===== INFORMATION SUPPLIED =====

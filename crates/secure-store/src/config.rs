//! Store configuration
//!
//! Non-sensitive settings for a [`crate::SecureStore`]. Can be built in code
//! or loaded from a JSON file.

use std::fmt;
use std::path::{Path, PathBuf};
use std::str::FromStr;
use std::time::Duration;

use directories::BaseDirs;
use serde::{Deserialize, Serialize};
use tracing::debug;

use crate::error::SecureStoreError;

/// Directory under the user config root holding per-service fallback dirs
pub const DEFAULT_ROOT_DIR: &str = "secure-store";

/// What to do when the keyring cannot take a write
#[derive(Debug, Clone, Copy, PartialEq, Eq, Default, Serialize, Deserialize)]
#[serde(rename_all = "lowercase")]
pub enum FallbackPolicy {
    /// Write to the encrypted file fallback
    #[default]
    Allow,
    /// Fail with `UNAVAILABLE`
    Deny,
}

impl fmt::Display for FallbackPolicy {
    fn fmt(&self, f: &mut fmt::Formatter<'_>) -> fmt::Result {
        match self {
            FallbackPolicy::Allow => f.write_str("allow"),
            FallbackPolicy::Deny => f.write_str("deny"),
        }
    }
}

impl FromStr for FallbackPolicy {
    type Err = String;

    fn from_str(s: &str) -> Result<Self, Self::Err> {
        match s {
            "allow" => Ok(FallbackPolicy::Allow),
            "deny" => Ok(FallbackPolicy::Deny),
            other => Err(format!(
                "unknown fallback policy {other:?} (expected \"allow\" or \"deny\")"
            )),
        }
    }
}

/// Configuration for a secure store instance
#[derive(Debug, Clone, PartialEq, Eq, Serialize, Deserialize)]
#[serde(rename_all = "camelCase", default)]
pub struct StoreConfig {
    /// Keyring service name and fallback key-derivation scope
    pub service_name: String,
    /// Directory for `<key>.enc` files (defaults under the user config root)
    pub fallback_dir: Option<PathBuf>,
    /// Behavior when the keyring is unavailable
    pub fallback_policy: FallbackPolicy,
    /// How long a probe result stays valid
    pub probe_ttl_ms: u64,
    /// Consecutive keyring failures that force a re-probe
    pub failure_threshold: u32,
    /// Upper bound on a single keyring call
    pub keyring_timeout_ms: u64,
}

impl Default for StoreConfig {
    fn default() -> Self {
        Self {
            service_name: String::new(),
            fallback_dir: None,
            fallback_policy: FallbackPolicy::Allow,
            probe_ttl_ms: 60_000,
            failure_threshold: 3,
            keyring_timeout_ms: 5_000,
        }
    }
}

impl StoreConfig {
    /// Default configuration for a service
    pub fn new(service_name: impl Into<String>) -> Self {
        Self {
            service_name: service_name.into(),
            ..Self::default()
        }
    }

    pub fn with_fallback_dir(mut self, dir: impl Into<PathBuf>) -> Self {
        self.fallback_dir = Some(dir.into());
        self
    }

    pub fn with_fallback_policy(mut self, policy: FallbackPolicy) -> Self {
        self.fallback_policy = policy;
        self
    }

    /// Load configuration from a JSON file
    pub fn load(path: &Path) -> Result<Self, SecureStoreError> {
        let contents = std::fs::read_to_string(path)?;
        let config: StoreConfig = serde_json::from_str(&contents).map_err(|e| {
            SecureStoreError::unavailable(format!("Invalid store config {}: {e}", path.display()))
        })?;
        debug!("Loaded store config from {:?}", path);
        Ok(config)
    }

    pub fn probe_ttl(&self) -> Duration {
        Duration::from_millis(self.probe_ttl_ms)
    }

    pub fn keyring_timeout(&self) -> Duration {
        Duration::from_millis(self.keyring_timeout_ms)
    }

    /// Configured fallback directory, or `<config root>/secure-store/<service>`
    pub fn resolved_fallback_dir(&self) -> Result<PathBuf, SecureStoreError> {
        if let Some(dir) = &self.fallback_dir {
            return Ok(dir.clone());
        }
        BaseDirs::new()
            .map(|dirs| {
                dirs.config_dir()
                    .join(DEFAULT_ROOT_DIR)
                    .join(&self.service_name)
            })
            .ok_or_else(|| {
                SecureStoreError::unavailable("Could not determine the user config directory")
            })
    }
}

#[cfg(test)]
mod tests {
    use super::*;
    use tempfile::TempDir;

    #[test]
    fn test_defaults() {
        let config = StoreConfig::new("demo");
        assert_eq!(config.fallback_policy, FallbackPolicy::Allow);
        assert_eq!(config.probe_ttl(), Duration::from_secs(60));
        assert_eq!(config.failure_threshold, 3);
    }

    #[test]
    fn test_policy_parsing() {
        assert_eq!("deny".parse::<FallbackPolicy>(), Ok(FallbackPolicy::Deny));
        assert_eq!("allow".parse::<FallbackPolicy>(), Ok(FallbackPolicy::Allow));
        assert!("Deny".parse::<FallbackPolicy>().is_err());
    }

    #[test]
    fn test_load_camel_case_with_defaults() {
        let temp_dir = TempDir::new().unwrap();
        let path = temp_dir.path().join("store.json");
        std::fs::write(
            &path,
            r#"{ "serviceName": "demo", "fallbackPolicy": "deny", "probeTtlMs": 1000 }"#,
        )
        .unwrap();

        let config = StoreConfig::load(&path).unwrap();
        assert_eq!(config.service_name, "demo");
        assert_eq!(config.fallback_policy, FallbackPolicy::Deny);
        assert_eq!(config.probe_ttl_ms, 1000);
        assert_eq!(config.keyring_timeout_ms, 5_000);
    }

    #[test]
    fn test_explicit_fallback_dir_wins() {
        let config = StoreConfig::new("demo").with_fallback_dir("/tmp/x");
        assert_eq!(config.resolved_fallback_dir().unwrap(), PathBuf::from("/tmp/x"));
    }

    #[test]
    fn test_default_dir_is_per_service() {
        if let Ok(dir) = StoreConfig::new("demo").resolved_fallback_dir() {
            assert!(dir.ends_with(Path::new(DEFAULT_ROOT_DIR).join("demo")));
        }
    }
}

=====

EXERCISE>
Copy out each record, keeping every word as it is.

ANSWER TO THIS EXERCISE>
filename crates/secure-store/src/config.rs
//! Store configuration
//!
//! Non-sensitive settings for a [`crate::SecureStore`]. Can be built in code
//! or loaded from a JSON file.

use std::fmt;
use std::path::{Path, PathBuf};
use std::str::FromStr;
use std::time::Duration;

use directories::BaseDirs;
use serde::{Deserialize, Serialize};
use tracing::debug;

use crate::error::SecureStoreError;

/// Directory under the user config root holding per-service fallback dirs
pub const DEFAULT_ROOT_DIR: &str = "secure-store";

/// What to do when the keyring cannot take a write
#[derive(Debug, Clone, Copy, PartialEq, Eq, Default, Serialize, Deserialize)]
#[serde(rename_all = "lowercase")]
pub enum FallbackPolicy {
    /// Write to the encrypted file fallback
    #[default]
    Allow,
    /// Fail with `UNAVAILABLE`
    Deny,
}

impl fmt::Display for FallbackPolicy {
    fn fmt(&self, f: &mut fmt::Formatter<'_>) -> fmt::Result {
        match self {
            FallbackPolicy::Allow => f.write_str("allow"),
            FallbackPolicy::Deny => f.write_str("deny"),
        }
    }
}

impl FromStr for FallbackPolicy {
    type Err = String;

    fn from_str(s: &str) -> Result<Self, Self::Err> {
        match s {
            "allow" => Ok(FallbackPolicy::Allow),
            "deny" => Ok(FallbackPolicy::Deny),
            other => Err(format!(
                "unknown fallback policy {other:?} (expected \"allow\" or \"deny\")"
            )),
        }
    }
}

/// Configuration for a secure store instance
#[derive(Debug, Clone, PartialEq, Eq, Serialize, Deserialize)]
#[serde(rename_all = "camelCase", default)]
pub struct StoreConfig {
    /// Keyring service name and fallback key-derivation scope
    pub service_name: String,
    /// Directory for `<key>.enc` files (defaults under the user config root)
    pub fallback_dir: Option<PathBuf>,
    /// Behavior when the keyring is unavailable
    pub fallback_policy: FallbackPolicy,
    /// How long a probe result stays valid
    pub probe_ttl_ms: u64,
    /// Consecutive keyring failures that force a re-probe
    pub failure_threshold: u32,
    /// Upper bound on a single keyring call
    pub keyring_timeout_ms: u64,
}

impl Default for StoreConfig {
    fn default() -> Self {
        Self {
            service_name: String::new(),
            fallback_dir: None,
            fallback_policy: FallbackPolicy::Allow,
            probe_ttl_ms: 60_000,
            failure_threshold: 3,
            keyring_timeout_ms: 5_000,
        }
    }
}

impl StoreConfig {
    /// Default configuration for a service
    pub fn new(service_name: impl Into<String>) -> Self {
        Self {
            service_name: service_name.into(),
            ..Self::default()
        }
    }

    pub fn with_fallback_dir(mut self, dir: impl Into<PathBuf>) -> Self {
        self.fallback_dir = Some(dir.into());
        self
    }

    pub fn with_fallback_policy(mut self, policy: FallbackPolicy) -> Self {
        self.fallback_policy = policy;
        self
    }

    /// Load configuration from a JSON file
    pub fn load(path: &Path) -> Result<Self, SecureStoreError> {
        let contents = std::fs::read_to_string(path)?;
        let config: StoreConfig = serde_json::from_str(&contents).map_err(|e| {
            SecureStoreError::unavailable(format!("Invalid store config {}: {e}", path.display()))
        })?;
        debug!("Loaded store config from {:?}", path);
        Ok(config)
    }

    pub fn probe_ttl(&self) -> Duration {
        Duration::from_millis(self.probe_ttl_ms)
    }

    pub fn keyring_timeout(&self) -> Duration {
        Duration::from_millis(self.keyring_timeout_ms)
    }

    /// Configured fallback directory, or `<config root>/secure-store/<service>`
    pub fn resolved_fallback_dir(&self) -> Result<PathBuf, SecureStoreError> {
        if let Some(dir) = &self.fallback_dir {
            return Ok(dir.clone());
        }
        BaseDirs::new()
            .map(|dirs| {
                dirs.config_dir()
                    .join(DEFAULT_ROOT_DIR)
                    .join(&self.service_name)
            })
            .ok_or_else(|| {
                SecureStoreError::unavailable("Could not determine the user config directory")
            })
    }
}

#[cfg(test)]
mod tests {
    use super::*;
    use tempfile::TempDir;

    #[test]
    fn test_defaults() {
        let config = StoreConfig::new("demo");
        assert_eq!(config.fallback_policy, FallbackPolicy::Allow);
        assert_eq!(config.probe_ttl(), Duration::from_secs(60));
        assert_eq!(config.failure_threshold, 3);
    }

    #[test]
    fn test_policy_parsing() {
        assert_eq!("deny".parse::<FallbackPolicy>(), Ok(FallbackPolicy::Deny));
        assert_eq!("allow".parse::<FallbackPolicy>(), Ok(FallbackPolicy::Allow));
        assert!("Deny".parse::<FallbackPolicy>().is_err());
    }

    #[test]
    fn test_load_camel_case_with_defaults() {
        let temp_dir = TempDir::new().unwrap();
        let path = temp_dir.path().join("store.json");
        std::fs::write(
            &path,
            r#"{ "serviceName": "demo", "fallbackPolicy": "deny", "probeTtlMs": 1000 }"#,
        )
        .unwrap();

        let config = StoreConfig::load(&path).unwrap();
        assert_eq!(config.service_name, "demo");
        assert_eq!(config.fallback_policy, FallbackPolicy::Deny);
        assert_eq!(config.probe_ttl_ms, 1000);
        assert_eq!(config.keyring_timeout_ms, 5_000);
    }

    #[test]
    fn test_explicit_fallback_dir_wins() {
        let config = StoreConfig::new("demo").with_fallback_dir("/tmp/x");
        assert_eq!(config.resolved_fallback_dir().unwrap(), PathBuf::from("/tmp/x"));
    }

    #[test]
    fn test_default_dir_is_per_service() {
        if let Ok(dir) = StoreConfig::new("demo").resolved_fallback_dir() {
            assert!(dir.ends_with(Path::new(DEFAULT_ROOT_DIR).join("demo")));
        }
    }
}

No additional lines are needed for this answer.